— Problem to solve —
Reproduce each record exactly, leaving nothing out.

— The records —
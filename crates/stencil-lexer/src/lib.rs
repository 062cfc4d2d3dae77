//! Stencil lexer: converts expression text into a token stream.

pub mod lexer;
pub mod token;

pub use lexer::{LexResult, Lexer};
pub use token::{Token, TokenKind, ALL_KEYWORDS};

— Solution to the problem —
filename crates/stencil-lexer/src/lib.rs
repository 062cfc4d2d3dae77
//! Stencil lexer: converts expression text into a token stream.

pub mod lexer;
pub mod token;

pub use lexer::{LexResult, Lexer};
pub use token::{Token, TokenKind, ALL_KEYWORDS};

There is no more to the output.